SLS jest anionowym środkiem powierzchniowo czynnym. Obniża napięcie powierzchniowe wody. Pieni się i odtłuszcza skórę.
Na etykietach kosmetyków SLS występuje pod wieloma nazwami synonimowymi:
- 
	Sodium dodecyl sulfate 
- 
	SDS 
- 
	Sulfuric acid, 
- 
	monododecyl ester, 
- 
	sodium salt 
- 
	Lauryl sodium sulfate 
- 
	Sodium N-dodecyl sulfate 
- 
	Lauryl sulfate sodium salt 
Szkodliwe działanie SLS
SLS uszkadza naturalną hydrolipidową barierę naskórka, powodując zwiększoną utratę wody, uczucie ściągnięcia i wysuszenie. Zaburza wydzielanie potu i łoju. Nawet w niskich stężeniach, mniejszych niż 0,5%, może podrażniać skórę, szczególnie alergiczną i wrażliwą, prowadząc do świądu, wyprysku kontaktowego lub egzemy. W kontakcie ze śluzówką oka, wywołuje uczucie pieczenia, może prowadzić do rozwoju zaćmy. SLS w wysokich stężeniach w szamponach uszkadza mieszki włosowe, może przyczyniać się do zwiększonej utraty włosów. Użyty w pastach do mycia zębów, podrażnia błonę śluzową jamy ustnej.
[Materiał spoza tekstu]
impl Observed {
    pub fn as_value(&self) -> Option<&Value> {
        match self {
            Observed::Value(v) => Some(v),
            Observed::Reactive(_) => None,
        }
    }

    pub fn as_reactive(&self) -> Option<&Reactive> {
        match self {
            Observed::Reactive(r) => Some(r),
            Observed::Value(_) => None,
        }
    }

    /// The wrapper, or [`Error::NotAContainer`] for a scalar.
    pub fn reactive(&self) -> Result<&Reactive> {
        self.as_reactive().ok_or(Error::NotAContainer)
    }

    /// Tracked read of `key` on the wrapped container.
    pub fn get(&self, key: impl Into<Key>) -> Result<Observed> {
        self.reactive()?.get(key)
    }

    pub fn as_i64(&self) -> Option<i64> {
        self.as_value().and_then(Value::as_i64)
    }

    pub fn as_f64(&self) -> Option<f64> {
        self.as_value().and_then(Value::as_f64)
    }

    pub fn as_bool(&self) -> Option<bool> {
        self.as_value().and_then(Value::as_bool)
    }

    pub fn as_str(&self) -> Option<&str> {
        self.as_value().and_then(Value::as_str)
    }

    pub fn is_undefined(&self) -> bool {
        matches!(self, Observed::Value(Value::Undefined))
    }

    /// Unwrap to a raw value; wrappers yield their raw container.
    pub fn into_value(self) -> Value {
        match self {
            Observed::Value(v) => v,
            Observed::Reactive(r) => Value::Container(r.node.container.clone()),
        }
    }

    /// Untracked deep snapshot.
    pub fn to_json(&self) -> serde_json::Value {
        match self {
            Observed::Value(v) => v.to_json(),
            Observed::Reactive(r) => r.snapshot(),
        }
    }
}

#[cfg(test)]
mod tests {
    use super::*;
    use serde_json::json;

    fn detached(value: Value) -> Reactive {
        let container = match value {
            Value::Container(c) => c,
            _ => unreachable!("test helper takes containers"),
        };
        Reactive::new(WrapperNode::detached(container), Weak::new())
    }

    #[test]
    fn detached_wrapper_reads_and_writes_raw_state() {
        let record = detached(Value::record([("a", 1)]));
        assert_eq!(record.get("a").unwrap().as_i64(), Some(1));
        record.set("b", 2).unwrap();
        assert_eq!(record.snapshot(), json!({ "a": 1, "b": 2 }));
        assert!(record.delete("a").unwrap());
        assert!(!record.delete("a").unwrap());
    }

    #[test]
    fn child_wrappers_are_memoized_per_key() {
        let root = detached(Value::from(json!({ "nested": { "x": 1 } })));
        let first = root.get("nested").unwrap();
        let second = root.get("nested").unwrap();
        assert_eq!(first, second);
        assert_eq!(first.reactive().unwrap().path().as_slice(), &[Key::field("nested")]);

        root.set("nested", Value::record([("x", 2)])).unwrap();
        let third = root.get("nested").unwrap();
        assert_ne!(first, third);
    }

    #[test]
    fn parent_does_not_keep_child_wrappers_alive() {
        let root = detached(Value::from(json!({ "nested": { "x": 1 } })));
        let child = root.get("nested").unwrap();
        let weak = Rc::downgrade(child.reactive().unwrap().node());
        drop(child);
        assert!(weak.upgrade().is_none());
        assert_eq!(root.get("nested").unwrap().get("x").unwrap().as_i64(), Some(1));
    }

    #[test]
    fn wrappers_over_a_record_pointing_at_itself_are_released() {
        let container = Container::record([("x", 1)]);
        let root = Reactive::new(WrapperNode::detached(container.clone()), Weak::new());
        root.set("back", Value::Container(container.clone())).unwrap();

        let child = root.get("back").unwrap();
        let grandchild = child.get("back").unwrap();
        assert_eq!(grandchild.get("x").unwrap().as_i64(), Some(1));

        let weak = Rc::downgrade(child.reactive().unwrap().node());
        drop(grandchild);
        drop(child);
        assert!(weak.upgrade().is_none());

        // break the raw cycle so the record itself is freed
        assert!(root.delete("back").unwrap());
    }

    #[test]
    fn sequence_push_and_pop() {
        let seq = detached(Value::sequence([1, 2]));
        seq.push(3).unwrap();
        assert_eq!(seq.len(), 3);
        assert_eq!(seq.pop().unwrap(), Value::Int(3));
        assert_eq!(seq.snapshot(), json!([1, 2]));
        seq.pop().unwrap();
        seq.pop().unwrap();
        assert!(seq.pop().unwrap().is_undefined());
    }

    #[test]
    fn collection_api_is_shape_checked() {
        let record = detached(Value::record([("a", 1)]));
        assert_eq!(
            record.push(1).unwrap_err(),
            Error::ShapeMismatch {
                expected: Shape::Sequence,
                found: Shape::Record
            }
        );
        assert!(matches!(record.clear(), Err(Error::ShapeMismatch { .. })));

        let set = detached(Value::set(["a"]));
        assert!(matches!(set.insert("b", 1), Err(Error::ShapeMismatch { .. })));
        set.add("b").unwrap();
        assert!(set.contains("b").unwrap());
        assert_eq!(set.entry_keys().unwrap(), vec![EntryKey::from("a"), EntryKey::from("b")]);
    }

    #[test]
    fn map_entries_wrap_nested_containers() {
        let map = detached(Value::map([("k", Value::sequence([1]))]));
        let entry = map.entry("k").unwrap();
        assert_eq!(entry.reactive().unwrap().shape(), Shape::Sequence);
        assert!(map.remove("k").unwrap());
        assert!(map.entry("k").unwrap().is_undefined());
    }

    #[test]
    fn scalar_reads_are_not_containers() {
        let record = detached(Value::record([("a", 1)]));
        let a = record.get("a").unwrap();
        assert_eq!(a.get("b").unwrap_err(), Error::NotAContainer);
        assert!(record.get("missing").unwrap().is_undefined());
    }
}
Stopień podrażnienia jest proporcjonalny do stężenia. Toksykolodzy zalecają, by zawartość Sodium Lauryl Sulfate w produktach do długotrwałego stosowania była nie większa niż 1%. Niepokojący jest fakt, iż w większości kosmetyków SLS występuje w stężeniach o wiele wyższych, rzędu 10-20%, a nawet do 30%. Bez problemu można znaleźć je w kosmetykach pielęgnacyjnych dla niemowląt oraz produktach hipoalergicznych przeznaczonych dla osób z problemami skórnymi, takimi jak np. atopowe zapalenie skóry.
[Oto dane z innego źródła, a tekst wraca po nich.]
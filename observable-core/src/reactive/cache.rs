//! Wrapper Cache
//!
//! Identity map from a raw container to the wrapper node created for it,
//! so that every container identity has exactly one wrapper per runtime.
//! Entries are weak: the cache never keeps a wrapper (and therefore its
//! container) alive on its own.

use std::collections::HashMap;
use std::rc::{Rc, Weak};

use super::wrapper::WrapperNode;
use crate::value::ContainerId;

#[derive(Default)]
pub(crate) struct WrapperCache {
    entries: HashMap<ContainerId, Weak<WrapperNode>>,
}

impl WrapperCache {
    /// The live wrapper for `container`, if one exists.
    pub fn get(&self, container: ContainerId) -> Option<Rc<WrapperNode>> {
        self.entries.get(&container).and_then(Weak::upgrade)
    }

    pub fn insert(&mut self, container: ContainerId, node: &Rc<WrapperNode>) {
        self.entries.insert(container, Rc::downgrade(node));
    }

    /// Drop entries whose wrapper has been released.
    pub fn purge(&mut self) -> usize {
        let before = self.entries.len();
        self.entries.retain(|_, node| node.strong_count() > 0);
        before - self.entries.len()
    }

    pub fn len(&self) -> usize {
        self.entries.len()
    }
}

#[cfg(test)]
mod tests {
    use super::*;
    use crate::value::Container;

    #[test]
    fn cache_returns_live_wrapper_only() {
        let mut cache = WrapperCache::default();
        let container = Container::record([("a", 1)]);
        let node = WrapperNode::detached(container.clone());

        cache.insert(container.id(), &node);
        let hit = cache.get(container.id()).expect("wrapper is alive");
        assert!(Rc::ptr_eq(&hit, &node));

        drop(hit);
        drop(node);
        assert!(cache.get(container.id()).is_none());
        assert_eq!(cache.purge(), 1);
        assert_eq!(cache.len(), 0);
    }
}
Ponadto istnieją doniesienia o kumulowaniu się SLS w mózgu, płucach, wątrobie i sercu oraz o potencjalnych szkodliwych i długoterminowych skutkach na te narządy. Z uwagi na podobieństwo czynnościowe do estrogenu, może zaburzać gospodarkę hormonalną.
Rzeczywiste zagrożenie dla zdrowia jest zależne od stopnia ekspozycji na tą substancję oraz od indywidualnej wrażliwości.
Różnica pomiędzy SLS a SLES
SLES podobnie jak SLS, jest środkiem powierzchniowo czynnym, stosowanym w kosmetykach jako czynnik pianotwórczy. Wykazuje mniejsze działanie drażniące. Wielu producentów używa w swoich preparatach SLES z uwagi na łagodniejsze działanie na skórę i włosy.
SLES powstaje w wyniku etoksylowania cząsteczki SLS. Ten sposób produkcji jest obarczony ryzykiem zanieczyszczenia SLES 1,4-dioksyną czyli substancją o prawdopodobnym działaniu rakotwórczym dla człowieka oraz tlenkiem etylenu. Uznaje się, że stężenie 1,4-dioksyny jest na tyle niskie w produktach do pielęgnacji, że nie powinno wywołać efektów toksycznych, jednakże trzeba mieć na uwadze ilość i częstotliwość używania produktów zawierających zanieczyszczony SLES.
Czy producenci mydlą nam oczy?
Wraz z rosnącą świadomością konsumentów, producenci kosmetyków zastępują SLS innymi substancjami należącymi do siarczynów o słabszym działaniu drażniącym:
Sodium Laureth Sulfate < Sodium Lauryl Sulfate
Sodium Cetearyl Sulfate < Sodium Lauryl Sulfate
Ammonium Lauryl Sulfate < Sodium Lauryl Sulfate
Magnesium Lauryl Sulfate < Sodium Lauryl Sulfate.
Co wybrać?
Do najmniej drażniących detergentów dla naszej skóry zaliczamy:
- Coco Glucoside 
- Decyl Glucoside 
- Disodium Cocoyl Glutamate 
- Lauryl Glucoside.
Osoby ze skłonnością do alergii i podrażnień powinny czytać etykiety kosmetyków pielęgnacyjnych oraz świadomie wybierać produkty, które nie pogarszają stanu skóry.